The S&P 500 (SPY) briefly exceeded 5500 this week and the 5400 inflection point pointed out in last weekend’s article was never in danger of breaking. In theory, it should be quite simple to buy against these levels – the risk is defined (and low), plus the trend is clearly higher so odds are in your favor. In practice, it is, for one reason or another, very difficult; there are always things to worry about.
One of these days, buying against an inflection point will not work. We can then take a small loss and re-assess. Until that day, it is the one of the best approaches to joining the trend, even when we think it might be in the final stages. No-one really knows where it could end up.
This week’s article will update inflection points and outline expectations for the last week of Q2. Various techniques will be applied to multiple timeframes in a top-down process which also considers the major market drivers. The aim is to provide an actionable guide with directional bias, important levels, and expectations for future price action.
S&P 500 Monthly
The June bar and the Q2 bar will close this Friday. This has been the third very strong quarter in a row, and as the last two closed near the highs, it likely does the same. As an aside, all three quarterly bars will have closed on a Friday, which must be fairly unusual and may have aided the strong closes. The Q3 bar will close on a Monday.
A strong close near 5500 would project continuation higher early in July.
With only 5 days left in June, the bar is set high for a bearish bar to form with a close back inside May’s range below 5341.
With the S&P500 trading into new all-time highs, Fibonacci extensions and measured moves provide targets. 5522 is the next minor measured move (it is where the rally from the Oct ’23 low = 1.272% of the Oct ’22 – July ’23 rally). The next major level comes from the 1.618* expansion of the 2021-2022 bear market and is way up at 5638.
May’s high of 5341 is now important as the S&P500 has exceeded it significantly. Should prices drop back inside May’s range, the bias would shift bearish, especially if the June bar closes near its open of 5297.
June is bar 7 (of a possible 9) in an upside Demark exhaustion count. These counts can have an effect from bar 8 onwards so a reaction could be seen in July.
S&P 500 Weekly
The rally has reached and reacted from the top of a potential channel which may limit progress. This doesn’t necessarily mean the rally will reverse, though, and it could simply hug the channel as it moves higher.
This week’s bar made a higher low, higher low and higher close which is obviously bullish, but the close was off the highs and this shifts the bias more neutral for next week.
The weekly channel high will be around 5510 next week.
This week’s low of 5420 is initial support. 5265 is a major level, but should not be tested if this rally is to stay strong.

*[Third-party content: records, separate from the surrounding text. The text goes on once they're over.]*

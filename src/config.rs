//! Configuration management for the About-Me agent.
//!
//! Configuration can be set via environment variables:
//! - `OPENAI_API_KEY` - Required. API key for the chat-completions endpoint.
//! - `PERSONA_NAME` - Required. Full name of the person the avatar represents.
//! - `PUSHOVER_USER` - Required. Pushover user key for milestone notifications.
//! - `PUSHOVER_TOKEN` - Required. Pushover application token.
//! - `OPENAI_BASE_URL` - Optional. Defaults to `https://api.openai.com/v1`.
//! - `CHAT_MODEL` - Optional. Defaults to `gpt-4o-mini`.
//! - `DOCS_DIR` - Optional. Document folder. Defaults to `about_me`.
//! - `HOST` - Optional. Server host. Defaults to `127.0.0.1`.
//! - `PORT` - Optional. Server port. Defaults to `3000`.
//! - `MAX_TOOL_ROUNDS` - Optional. Tool-call budget per turn. Defaults to `8`.

use std::path::PathBuf;
use thiserror::Error;

#[derive(Debug, Error)]
pub enum ConfigError {
    #[error("Missing required environment variable: {0}")]
    MissingEnvVar(String),

    #[error("Invalid value for {0}: {1}")]
    InvalidValue(String, String),
}

/// Notification transport credentials (Pushover).
#[derive(Clone)]
pub struct PushoverConfig {
    /// Pushover user key (the recipient)
    pub user_key: String,

    /// Pushover application token
    pub app_token: String,
}

impl std::fmt::Debug for PushoverConfig {
    fn fmt(&self, f: &mut std::fmt::Formatter<'_>) -> std::fmt::Result {
        f.debug_struct("PushoverConfig")
            .field("user_key", &self.user_key)
            .field("app_token", &"[REDACTED]")
            .finish()
    }
}

/// Agent configuration, read once at startup and passed by reference to
/// the components that need it.
#[derive(Debug, Clone)]
pub struct Config {
    /// API key for the chat-completions endpoint
    pub api_key: String,

    /// Base URL of the OpenAI-compatible API
    pub api_base_url: String,

    /// Chat model identifier
    pub chat_model: String,

    /// Full name of the person the avatar represents
    pub persona_name: String,

    /// Directory holding the background documents
    pub docs_dir: PathBuf,

    /// Server host
    pub host: String,

    /// Server port
    pub port: u16,

    /// Maximum model/tool round-trips per conversation turn
    pub max_tool_rounds: usize,

    /// Notification transport credentials
    pub pushover: PushoverConfig,
}

impl Config {
    /// Load configuration from environment variables.
    ///
    /// # Errors
    ///
    /// Returns `ConfigError::MissingEnvVar` if any required variable is not
    /// set, or `ConfigError::InvalidValue` if a numeric variable fails to
    /// parse. Either is fatal at startup.
    pub fn from_env() -> Result<Self, ConfigError> {
        let api_key = require_env("OPENAI_API_KEY")?;
        let persona_name = require_env("PERSONA_NAME")?;

        let pushover = PushoverConfig {
            user_key: require_env("PUSHOVER_USER")?,
            app_token: require_env("PUSHOVER_TOKEN")?,
        };

        let api_base_url = std::env::var("OPENAI_BASE_URL")
            .unwrap_or_else(|_| "https://api.openai.com/v1".to_string());

        let chat_model =
            std::env::var("CHAT_MODEL").unwrap_or_else(|_| "gpt-4o-mini".to_string());

        let docs_dir = std::env::var("DOCS_DIR")
            .map(PathBuf::from)
            .unwrap_or_else(|_| PathBuf::from("about_me"));

        let host = std::env::var("HOST").unwrap_or_else(|_| "127.0.0.1".to_string());

        let port = std::env::var("PORT")
            .unwrap_or_else(|_| "3000".to_string())
            .parse()
            .map_err(|e| ConfigError::InvalidValue("PORT".to_string(), format!("{}", e)))?;

        let max_tool_rounds = std::env::var("MAX_TOOL_ROUNDS")
            .unwrap_or_else(|_| "8".to_string())
            .parse()
            .map_err(|e| {
                ConfigError::InvalidValue("MAX_TOOL_ROUNDS".to_string(), format!("{}", e))
            })?;

        Ok(Self {
            api_key,
            api_base_url,
            chat_model,
            persona_name,
            docs_dir,
            host,
            port,
            max_tool_rounds,
            pushover,
        })
    }

    /// Create a config with custom values (useful for testing).
    pub fn new(api_key: String, persona_name: String, docs_dir: PathBuf) -> Self {
        Self {
            api_key,
            api_base_url: "https://api.openai.com/v1".to_string(),
            chat_model: "gpt-4o-mini".to_string(),
            persona_name,
            docs_dir,
            host: "127.0.0.1".to_string(),
            port: 3000,
            max_tool_rounds: 8,
            pushover: PushoverConfig {
                user_key: "test-user".to_string(),
                app_token: "test-token".to_string(),
            },
        }
    }

    /// The persona's first name, used when the avatar introduces itself.
    pub fn persona_first_name(&self) -> &str {
        self.persona_name
            .split_whitespace()
            .next()
            .unwrap_or(&self.persona_name)
    }
}

fn require_env(name: &str) -> Result<String, ConfigError> {
    std::env::var(name).map_err(|_| ConfigError::MissingEnvVar(name.to_string()))
}

#[cfg(test)]
mod tests {
    use super::*;

    #[test]
    fn first_name_is_leading_token() {
        let config = Config::new(
            "sk-test".to_string(),
            "Piotr Kowalczyk".to_string(),
            PathBuf::from("about_me"),
        );
        assert_eq!(config.persona_first_name(), "Piotr");
    }

    #[test]
    fn first_name_falls_back_to_full_name() {
        let config = Config::new(
            "sk-test".to_string(),
            "Cher".to_string(),
            PathBuf::from("about_me"),
        );
        assert_eq!(config.persona_first_name(), "Cher");
    }

    #[test]
    fn pushover_debug_redacts_token() {
        let pushover = PushoverConfig {
            user_key: "u-123".to_string(),
            app_token: "secret-token".to_string(),
        };
        let rendered = format!("{:?}", pushover);
        assert!(rendered.contains("u-123"));
        assert!(!rendered.contains("secret-token"));
        assert!(rendered.contains("[REDACTED]"));
    }
}
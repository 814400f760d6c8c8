//! LLM client for OpenAI-compatible chat-completions APIs.
//!
//! Wire types follow the chat-completions format: role-tagged messages,
//! function-style tool schemas, and tool calls correlated by id. The
//! [`LlmClient`] trait is the seam the agent loop talks through, so tests
//! can script responses without a network.

use async_trait::async_trait;
use serde::{Deserialize, Serialize};

/// Message role.
#[derive(Debug, Clone, Copy, PartialEq, Eq, Serialize, Deserialize)]
#[serde(rename_all = "snake_case")]
pub enum Role {
    System,
    User,
    Assistant,
    Tool,
}

/// A single conversation message.
#[derive(Debug, Clone, Serialize, Deserialize)]
pub struct ChatMessage {
    pub role: Role,
    #[serde(skip_serializing_if = "Option::is_none")]
    pub content: Option<String>,
    #[serde(skip_serializing_if = "Option::is_none")]
    pub tool_calls: Option<Vec<ToolCall>>,
    #[serde(skip_serializing_if = "Option::is_none")]
    pub tool_call_id: Option<String>,
}

impl ChatMessage {
    pub fn system(content: impl Into<String>) -> Self {
        Self::text(Role::System, content)
    }

    pub fn user(content: impl Into<String>) -> Self {
        Self::text(Role::User, content)
    }

    pub fn assistant(content: impl Into<String>) -> Self {
        Self::text(Role::Assistant, content)
    }

    /// A tool-result message correlated to its originating call.
    pub fn tool(tool_call_id: impl Into<String>, content: impl Into<String>) -> Self {
        Self {
            role: Role::Tool,
            content: Some(content.into()),
            tool_calls: None,
            tool_call_id: Some(tool_call_id.into()),
        }
    }

    fn text(role: Role, content: impl Into<String>) -> Self {
        Self {
            role,
            content: Some(content.into()),
            tool_calls: None,
            tool_call_id: None,
        }
    }
}

/// A tool call requested by the model.
#[derive(Debug, Clone, Serialize, Deserialize)]
pub struct ToolCall {
    pub id: String,
    #[serde(rename = "type", default = "function_kind")]
    pub kind: String,
    pub function: FunctionCall,
}

/// The function half of a tool call: a name plus JSON-encoded arguments.
#[derive(Debug, Clone, Serialize, Deserialize)]
pub struct FunctionCall {
    pub name: String,
    pub arguments: String,
}

fn function_kind() -> String {
    "function".to_string()
}

/// A declared tool schema, advertised to the model with every request.
#[derive(Debug, Clone, Serialize)]
pub struct ToolSchema {
    #[serde(rename = "type")]
    kind: &'static str,
    pub function: FunctionSchema,
}

#[derive(Debug, Clone, Serialize)]
pub struct FunctionSchema {
    pub name: String,
    pub description: String,
    pub parameters: serde_json::Value,
}

impl ToolSchema {
    pub fn function(
        name: impl Into<String>,
        description: impl Into<String>,
        parameters: serde_json::Value,
    ) -> Self {
        Self {
            kind: "function",
            function: FunctionSchema {
                name: name.into(),
                description: description.into(),
                parameters,
            },
        }
    }
}

/// Why the model stopped generating.
#[derive(Debug, Clone, Copy, PartialEq, Eq, Deserialize)]
#[serde(rename_all = "snake_case")]
pub enum FinishReason {
    Stop,
    Length,
    ToolCalls,
    ContentFilter,
    #[serde(other)]
    Other,
}

impl FinishReason {
    /// Whether the model is asking the host to execute tool calls.
    pub fn wants_tools(&self) -> bool {
        matches!(self, FinishReason::ToolCalls)
    }
}

/// One model response: the termination reason plus the assistant message.
#[derive(Debug, Clone)]
pub struct ChatResponse {
    pub finish_reason: FinishReason,
    pub content: Option<String>,
    pub tool_calls: Option<Vec<ToolCall>>,
}

/// Abstraction over the chat-completions endpoint.
#[async_trait]
pub trait LlmClient: Send + Sync {
    async fn chat_completion(
        &self,
        model: &str,
        messages: &[ChatMessage],
        tools: &[ToolSchema],
    ) -> anyhow::Result<ChatResponse>;
}

/// Client for any OpenAI-compatible chat-completions API.
// Intentionally no Debug derive: keeps the API key out of log output.
pub struct OpenAiClient {
    http: reqwest::Client,
    base_url: String,
    api_key: String,
}

impl OpenAiClient {
    pub fn new(api_key: impl Into<String>, base_url: impl Into<String>) -> Self {
        Self {
            http: reqwest::Client::new(),
            base_url: base_url.into(),
            api_key: api_key.into(),
        }
    }
}

#[derive(Debug, Serialize)]
struct ApiRequest<'a> {
    model: &'a str,
    messages: &'a [ChatMessage],
    #[serde(skip_serializing_if = "<[_]>::is_empty")]
    tools: &'a [ToolSchema],
}

#[derive(Debug, Deserialize)]
struct ApiResponse {
    choices: Vec<ApiChoice>,
}

#[derive(Debug, Deserialize)]
struct ApiChoice {
    #[serde(default)]
    finish_reason: Option<FinishReason>,
    message: ApiMessage,
}

#[derive(Debug, Deserialize)]
struct ApiMessage {
    #[serde(default)]
    content: Option<String>,
    #[serde(default)]
    tool_calls: Option<Vec<ToolCall>>,
}

fn into_chat_response(response: ApiResponse) -> anyhow::Result<ChatResponse> {
    let choice = response
        .choices
        .into_iter()
        .next()
        .ok_or_else(|| anyhow::anyhow!("Model response contained no choices"))?;

    Ok(ChatResponse {
        finish_reason: choice.finish_reason.unwrap_or(FinishReason::Stop),
        content: choice.message.content,
        tool_calls: choice.message.tool_calls,
    })
}

#[async_trait]
impl LlmClient for OpenAiClient {
    async fn chat_completion(
        &self,
        model: &str,
        messages: &[ChatMessage],
        tools: &[ToolSchema],
    ) -> anyhow::Result<ChatResponse> {
        let url = format!("{}/chat/completions", self.base_url.trim_end_matches('/'));
        let request = ApiRequest {
            model,
            messages,
            tools,
        };

        let response = self
            .http
            .post(&url)
            .bearer_auth(&self.api_key)
            .json(&request)
            .send()
            .await?;

        let status = response.status();
        if !status.is_success() {
            let body = response.text().await.unwrap_or_default();
            return Err(anyhow::anyhow!("Chat API error {}: {}", status, body));
        }

        let parsed: ApiResponse = response.json().await?;
        into_chat_response(parsed)
    }
}

#[cfg(test)]
mod tests {
    use super::*;
    use serde_json::json;

    #[test]
    fn tool_message_carries_correlation_id() {
        let msg = ChatMessage::tool("call_1", "{\"recorded\":\"ok\"}");
        assert_eq!(msg.role, Role::Tool);
        assert_eq!(msg.tool_call_id.as_deref(), Some("call_1"));
    }

    #[test]
    fn message_serialization_omits_empty_fields() {
        let value = serde_json::to_value(ChatMessage::user("hi")).unwrap();
        assert_eq!(value, json!({"role": "user", "content": "hi"}));
    }

    #[test]
    fn finish_reason_parses_known_and_unknown_values() {
        let stop: FinishReason = serde_json::from_value(json!("stop")).unwrap();
        assert_eq!(stop, FinishReason::Stop);
        assert!(!stop.wants_tools());

        let tools: FinishReason = serde_json::from_value(json!("tool_calls")).unwrap();
        assert!(tools.wants_tools());

        let other: FinishReason = serde_json::from_value(json!("flagged")).unwrap();
        assert_eq!(other, FinishReason::Other);
    }

    #[test]
    fn response_parsing_extracts_tool_calls() {
        let parsed: ApiResponse = serde_json::from_value(json!({
            "choices": [{
                "finish_reason": "tool_calls",
                "message": {
                    "content": null,
                    "tool_calls": [{
                        "id": "call_1",
                        "type": "function",
                        "function": {
                            "name": "record_unknown_question",
                            "arguments": "{\"question\":\"favorite color?\"}"
                        }
                    }]
                }
            }]
        }))
        .unwrap();

        let response = into_chat_response(parsed).unwrap();
        assert!(response.finish_reason.wants_tools());
        let calls = response.tool_calls.unwrap();
        assert_eq!(calls.len(), 1);
        assert_eq!(calls[0].function.name, "record_unknown_question");
    }

    #[test]
    fn missing_finish_reason_defaults_to_stop() {
        let parsed: ApiResponse = serde_json::from_value(json!({
            "choices": [{
                "finish_reason": null,
                "message": {"content": "Hello!", "tool_calls": null}
            }]
        }))
        .unwrap();

        let response = into_chat_response(parsed).unwrap();
        assert_eq!(response.finish_reason, FinishReason::Stop);
        assert_eq!(response.content.as_deref(), Some("Hello!"));
    }

    #[test]
    fn empty_choices_is_an_error() {
        let parsed: ApiResponse = serde_json::from_value(json!({"choices": []})).unwrap();
        assert!(into_chat_response(parsed).is_err());
    }

    #[test]
    fn tool_schema_serializes_to_function_format() {
        let schema = ToolSchema::function(
            "record_user_details",
            "Record a visitor's email address",
            json!({"type": "object", "properties": {}}),
        );
        let value = serde_json::to_value(&schema).unwrap();
        assert_eq!(value["type"], "function");
        assert_eq!(value["function"]["name"], "record_user_details");
    }
}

Next week will be bar 8 (of 9) of an upside Demark exhaustion count. As noted earlier, these counts can have an effect from bar 8 onwards so a reaction is possible in the coming weeks. The monthly/weekly counts will be in sync from the first week in July.
S&P 500 Daily
Thursday’s higher open and fade formed a classic exhaustion gap and was accompanied by a big reversal on Nvidia (NVDA). This looks very similar to the pattern formed on 8th March which marked an intermediate top in NVDA, but not for the S&P500 which consolidated and then made new highs several weeks later. Perhaps a similar scenario unfolds again.
This week’s reversal pattern likely leads to a break in the daily trend channel and some mild weakness at the start of next week. We can assume this is just an ordinary bullish consolidation / dip as long as 5400 holds, and this remains the major inflection.

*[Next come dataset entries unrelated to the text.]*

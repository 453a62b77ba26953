//! Static labels for well-known mainnet contracts.
//!
//! Routers double as the exchange set for the trading-activity check, and
//! every labeled contract is treated as an audited protocol when a live
//! verification lookup cannot be completed.

use std::str::FromStr;

use alloy::primitives::{hex, Address};

#[derive(Debug, Clone, Copy, PartialEq, Eq)]
pub enum LabelKind {
    Router,
    Token { symbol: &'static str, decimals: u8 },
    Protocol,
}

#[derive(Debug, Clone, Copy, PartialEq, Eq)]
pub struct KnownAddress {
    pub address: &'static str,
    pub name: &'static str,
    pub kind: LabelKind,
}

const fn router(address: &'static str, name: &'static str) -> KnownAddress {
    KnownAddress {
        address,
        name,
        kind: LabelKind::Router,
    }
}

const fn token(
    address: &'static str,
    name: &'static str,
    symbol: &'static str,
    decimals: u8,
) -> KnownAddress {
    KnownAddress {
        address,
        name,
        kind: LabelKind::Token { symbol, decimals },
    }
}

const fn protocol(address: &'static str, name: &'static str) -> KnownAddress {
    KnownAddress {
        address,
        name,
        kind: LabelKind::Protocol,
    }
}

pub const KNOWN_ADDRESSES: &[KnownAddress] = &[
    router("0x7a250d5630b4cf539739df2c5dacb4c659f2488d", "Uniswap V2 Router"),
    router("0xe592427a0aece92de3edee1f18e0157c05861564", "Uniswap V3 Router"),
    router("0x68b3465833fb72a70ecdf485e0e4c7bd8665fc45", "Uniswap V3 Router 2"),
    router("0x3fc91a3afd70395cd496c647d5a6cc9d4b2b7fad", "Uniswap Universal Router"),
    router("0xd9e1ce17f2641f24ae83637ab66a2cca9c378b9f", "SushiSwap Router"),
    router("0x1111111254eeb25477b68fb85ed929f73a960582", "1inch Router"),
    router("0xdef1c0ded9bec7f1a1670819833240f027b25eff", "0x Exchange Proxy"),
    token("0xa0b86991c6218b36c1d19d4a2e9eb0ce3606eb48", "USD Coin", "USDC", 6),
    token("0xdac17f958d2ee523a2206206994597c13d831ec7", "Tether USD", "USDT", 6),
    token("0x6b175474e89094c44da98b954eedeac495271d0f", "Dai Stablecoin", "DAI", 18),
    token("0xc02aaa39b223fe8d0a0e5c4f27ead9083c756cc2", "Wrapped Ether", "WETH", 18),
    token("0x2260fac5e5542a773aa44fbcfedf7c193bc2c599", "Wrapped BTC", "WBTC", 8),
    token("0x514910771af9ca656af840dff83e8264ecf986ca", "Chainlink", "LINK", 18),
    token("0x1f9840a85d5af5bf1d1762f925bdaddc4201f984", "Uniswap", "UNI", 18),
    protocol("0x87870bca3f3fd6335c3f4ce8392d69350b4fa4e2", "Aave V3 Pool"),
    protocol("0xc3d688b66703497daa19211eedff47f25384cdc3", "Compound V3 USDC"),
    protocol("0xae7ab96520de3a18e5e111b5eaab095312d7fe84", "Lido stETH"),
];

impl KnownAddress {
    pub fn parsed(&self) -> Option<Address> {
        Address::from_str(self.address).ok()
    }

    pub fn is_router(&self) -> bool {
        matches!(self.kind, LabelKind::Router)
    }
}

pub fn lookup(address: &Address) -> Option<&'static KnownAddress> {
    let lower = lower_hex(address);
    KNOWN_ADDRESSES.iter().find(|known| known.address == lower)
}

/// Name of the exchange router at `address`, if it is one.
pub fn router_name(address: &Address) -> Option<&'static str> {
    lookup(address)
        .filter(|known| known.is_router())
        .map(|known| known.name)
}

pub fn routers() -> impl Iterator<Item = &'static KnownAddress> {
    KNOWN_ADDRESSES.iter().filter(|known| known.is_router())
}

/// `(symbol, decimals)` for a known token contract.
pub fn token_info(address: &Address) -> Option<(&'static str, u8)> {
    match lookup(address)?.kind {
        LabelKind::Token { symbol, decimals } => Some((symbol, decimals)),
        _ => None,
    }
}

/// Lowercase `0x`-prefixed hex form.
pub fn lower_hex(address: &Address) -> String {
    format!("0x{}", hex::encode(address))
}

/// `0x1234...abcd`: first six and last four characters of the hex form.
pub fn short_address(address: &Address) -> String {
    let full = lower_hex(address);
    format!("{}...{}", &full[..6], &full[full.len() - 4..])
}

/// Human label for an address: its known name, else its short form.
pub fn display_name(address: &Address) -> String {
    lookup(address).map_or_else(|| short_address(address), |known| known.name.to_owned())
}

Thursday’s 5505 high is the only real resistance.
On the downside, 5440 is initial support, but the big level is 5400.
An upside Demark will be on bar 5 on Monday. A reaction could be seen on Thursday or Friday (bars 8 or 9) but this relies on the count continuing. Monday has to close above 5473 for this to happen.
Drivers/Events
This week’s data was cool but mostly better than expected and not at all indicative of an economy in imminent danger. With the odds of cuts in September now around 65%, data like this is ideal for the S&P500 – not too hot to delay cuts and not too weak to fret over the economy.
Next week’s scheduled events are on the quiet side until Thursday when GDP, Unemployment Claims and Pending Home Sales are due for release. It is doubtful if these will move markets much, especially ahead of the highlight of the week, Friday’s PCE Index. This is the Fed’s preferred inflation gauge and a soft reading would likely boost the odds of a September cut.
Probable Moves Next Week(s)
In the short-term, Thursday’s reversal could lead to further downside to 5440, perhaps 5400, which remains a key inflection for this stage of the rally. A dip near these levels could be a place to “hold your nose and buy.” You might not like it, it might not work, but it is the right approach as Q2 likely closes strong and the higher timeframes continue to have a bullish bias.